### Task objective:
The answer must consist of each line below that contains the word "synchronization", copied in full.
── Data section
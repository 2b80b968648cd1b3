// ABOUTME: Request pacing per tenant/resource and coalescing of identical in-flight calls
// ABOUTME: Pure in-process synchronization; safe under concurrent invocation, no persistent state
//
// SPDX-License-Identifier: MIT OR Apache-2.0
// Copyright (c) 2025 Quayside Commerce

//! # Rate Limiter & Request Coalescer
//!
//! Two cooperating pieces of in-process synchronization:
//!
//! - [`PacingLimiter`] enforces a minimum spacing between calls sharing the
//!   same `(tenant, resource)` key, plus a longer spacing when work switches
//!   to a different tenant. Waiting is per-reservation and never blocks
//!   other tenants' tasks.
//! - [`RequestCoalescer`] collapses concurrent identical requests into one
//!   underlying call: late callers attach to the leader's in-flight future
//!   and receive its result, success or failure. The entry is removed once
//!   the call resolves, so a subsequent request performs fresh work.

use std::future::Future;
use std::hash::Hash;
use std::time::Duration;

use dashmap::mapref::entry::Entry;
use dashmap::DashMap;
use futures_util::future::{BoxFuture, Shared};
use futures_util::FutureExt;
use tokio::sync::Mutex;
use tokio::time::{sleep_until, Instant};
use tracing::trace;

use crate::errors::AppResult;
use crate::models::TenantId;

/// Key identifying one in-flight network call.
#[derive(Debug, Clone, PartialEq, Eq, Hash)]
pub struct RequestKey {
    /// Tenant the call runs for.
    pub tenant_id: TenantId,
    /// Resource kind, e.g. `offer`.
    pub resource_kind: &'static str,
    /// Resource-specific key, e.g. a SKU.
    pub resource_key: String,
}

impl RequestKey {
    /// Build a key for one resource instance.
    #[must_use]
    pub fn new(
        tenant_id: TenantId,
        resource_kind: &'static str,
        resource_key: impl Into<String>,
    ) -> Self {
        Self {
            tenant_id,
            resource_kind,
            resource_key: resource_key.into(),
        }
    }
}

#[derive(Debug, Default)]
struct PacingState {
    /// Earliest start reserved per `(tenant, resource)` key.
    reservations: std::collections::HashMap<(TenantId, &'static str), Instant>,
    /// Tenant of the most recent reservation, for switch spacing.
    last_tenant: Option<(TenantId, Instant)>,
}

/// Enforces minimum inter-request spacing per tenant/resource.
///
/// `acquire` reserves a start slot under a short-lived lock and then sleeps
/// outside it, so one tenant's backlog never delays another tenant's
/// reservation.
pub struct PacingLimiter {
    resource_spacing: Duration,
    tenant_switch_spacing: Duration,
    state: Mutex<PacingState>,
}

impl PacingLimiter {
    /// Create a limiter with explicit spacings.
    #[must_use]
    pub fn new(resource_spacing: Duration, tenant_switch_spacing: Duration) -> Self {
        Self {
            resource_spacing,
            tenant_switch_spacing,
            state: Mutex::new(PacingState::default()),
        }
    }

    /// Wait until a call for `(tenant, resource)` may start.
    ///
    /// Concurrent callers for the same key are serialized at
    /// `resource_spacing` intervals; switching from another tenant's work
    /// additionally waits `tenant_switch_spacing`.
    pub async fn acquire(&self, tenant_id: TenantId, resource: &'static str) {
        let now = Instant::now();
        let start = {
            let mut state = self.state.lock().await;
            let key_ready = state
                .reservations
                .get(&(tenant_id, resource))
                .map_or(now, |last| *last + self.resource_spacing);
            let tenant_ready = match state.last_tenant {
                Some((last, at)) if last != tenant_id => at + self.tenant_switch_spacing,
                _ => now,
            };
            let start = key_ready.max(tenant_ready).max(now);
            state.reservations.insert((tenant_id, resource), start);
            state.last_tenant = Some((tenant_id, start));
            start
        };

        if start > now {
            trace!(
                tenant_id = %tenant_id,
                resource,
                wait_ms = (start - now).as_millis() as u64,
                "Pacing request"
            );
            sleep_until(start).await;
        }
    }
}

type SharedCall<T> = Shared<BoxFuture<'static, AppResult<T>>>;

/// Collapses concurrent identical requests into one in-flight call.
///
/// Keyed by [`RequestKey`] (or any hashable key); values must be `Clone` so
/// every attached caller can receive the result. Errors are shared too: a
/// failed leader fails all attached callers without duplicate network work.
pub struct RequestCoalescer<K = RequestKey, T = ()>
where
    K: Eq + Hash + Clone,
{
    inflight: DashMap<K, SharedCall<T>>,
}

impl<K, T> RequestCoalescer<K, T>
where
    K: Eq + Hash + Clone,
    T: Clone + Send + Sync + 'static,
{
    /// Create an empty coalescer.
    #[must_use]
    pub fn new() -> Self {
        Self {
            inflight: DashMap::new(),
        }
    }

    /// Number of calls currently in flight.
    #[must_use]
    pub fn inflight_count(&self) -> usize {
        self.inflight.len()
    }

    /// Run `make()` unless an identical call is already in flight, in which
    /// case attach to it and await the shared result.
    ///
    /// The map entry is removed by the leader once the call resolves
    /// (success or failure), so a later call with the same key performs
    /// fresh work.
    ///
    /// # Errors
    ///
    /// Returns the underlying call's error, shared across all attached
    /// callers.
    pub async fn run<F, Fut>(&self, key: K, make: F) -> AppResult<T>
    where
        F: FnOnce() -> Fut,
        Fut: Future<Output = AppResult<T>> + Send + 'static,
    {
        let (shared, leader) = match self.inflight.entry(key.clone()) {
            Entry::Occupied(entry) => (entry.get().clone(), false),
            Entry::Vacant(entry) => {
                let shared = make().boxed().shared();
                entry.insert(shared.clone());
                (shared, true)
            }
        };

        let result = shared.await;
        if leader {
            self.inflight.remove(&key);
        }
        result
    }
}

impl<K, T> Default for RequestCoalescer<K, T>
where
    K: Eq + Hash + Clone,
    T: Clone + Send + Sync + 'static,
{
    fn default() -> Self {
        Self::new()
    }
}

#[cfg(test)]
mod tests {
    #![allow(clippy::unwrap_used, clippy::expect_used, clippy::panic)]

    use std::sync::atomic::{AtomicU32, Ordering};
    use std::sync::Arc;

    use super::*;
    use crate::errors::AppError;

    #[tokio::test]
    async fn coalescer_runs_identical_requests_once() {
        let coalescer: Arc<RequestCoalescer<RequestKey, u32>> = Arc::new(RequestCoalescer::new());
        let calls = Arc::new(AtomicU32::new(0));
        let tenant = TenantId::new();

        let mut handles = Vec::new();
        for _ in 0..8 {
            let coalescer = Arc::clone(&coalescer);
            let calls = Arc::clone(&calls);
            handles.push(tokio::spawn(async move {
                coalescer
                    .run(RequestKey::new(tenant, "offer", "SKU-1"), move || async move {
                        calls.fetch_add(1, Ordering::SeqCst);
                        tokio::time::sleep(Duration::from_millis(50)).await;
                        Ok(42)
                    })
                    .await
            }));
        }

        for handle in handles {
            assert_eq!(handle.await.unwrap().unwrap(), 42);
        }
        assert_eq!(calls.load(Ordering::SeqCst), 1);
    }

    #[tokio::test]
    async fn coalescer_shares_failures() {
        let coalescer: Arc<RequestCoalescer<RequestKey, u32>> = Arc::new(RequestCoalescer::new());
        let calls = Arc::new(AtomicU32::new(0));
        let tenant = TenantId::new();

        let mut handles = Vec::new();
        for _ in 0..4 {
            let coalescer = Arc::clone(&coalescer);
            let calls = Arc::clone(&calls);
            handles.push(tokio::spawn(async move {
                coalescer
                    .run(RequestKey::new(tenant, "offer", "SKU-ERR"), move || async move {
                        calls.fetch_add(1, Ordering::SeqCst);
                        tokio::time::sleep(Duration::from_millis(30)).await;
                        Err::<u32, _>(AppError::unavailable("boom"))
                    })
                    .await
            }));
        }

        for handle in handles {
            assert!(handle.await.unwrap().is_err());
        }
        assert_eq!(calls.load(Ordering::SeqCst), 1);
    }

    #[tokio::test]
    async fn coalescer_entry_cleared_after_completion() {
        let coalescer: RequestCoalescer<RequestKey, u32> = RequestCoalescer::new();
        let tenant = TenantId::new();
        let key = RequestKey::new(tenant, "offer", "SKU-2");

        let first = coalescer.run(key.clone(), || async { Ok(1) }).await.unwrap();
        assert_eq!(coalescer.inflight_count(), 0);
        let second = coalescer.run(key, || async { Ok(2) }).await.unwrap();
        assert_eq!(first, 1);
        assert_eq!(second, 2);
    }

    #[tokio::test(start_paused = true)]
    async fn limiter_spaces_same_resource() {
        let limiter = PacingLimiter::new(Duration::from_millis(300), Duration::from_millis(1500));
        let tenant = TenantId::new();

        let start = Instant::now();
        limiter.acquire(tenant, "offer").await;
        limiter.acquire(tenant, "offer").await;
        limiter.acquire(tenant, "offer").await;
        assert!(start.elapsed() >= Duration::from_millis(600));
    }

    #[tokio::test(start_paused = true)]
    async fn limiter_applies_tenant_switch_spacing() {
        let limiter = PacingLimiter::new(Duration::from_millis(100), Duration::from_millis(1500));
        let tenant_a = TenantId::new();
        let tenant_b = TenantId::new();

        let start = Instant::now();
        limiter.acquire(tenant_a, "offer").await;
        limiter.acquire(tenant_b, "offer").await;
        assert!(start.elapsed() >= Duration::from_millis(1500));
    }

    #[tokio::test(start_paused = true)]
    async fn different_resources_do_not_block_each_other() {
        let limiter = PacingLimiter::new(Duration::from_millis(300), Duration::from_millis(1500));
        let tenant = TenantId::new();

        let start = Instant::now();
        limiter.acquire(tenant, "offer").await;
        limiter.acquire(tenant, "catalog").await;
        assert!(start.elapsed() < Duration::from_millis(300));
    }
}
────
### Solution:
// ABOUTME: Pure in-process synchronization; safe under concurrent invocation, no persistent state
//! Two cooperating pieces of in-process synchronization:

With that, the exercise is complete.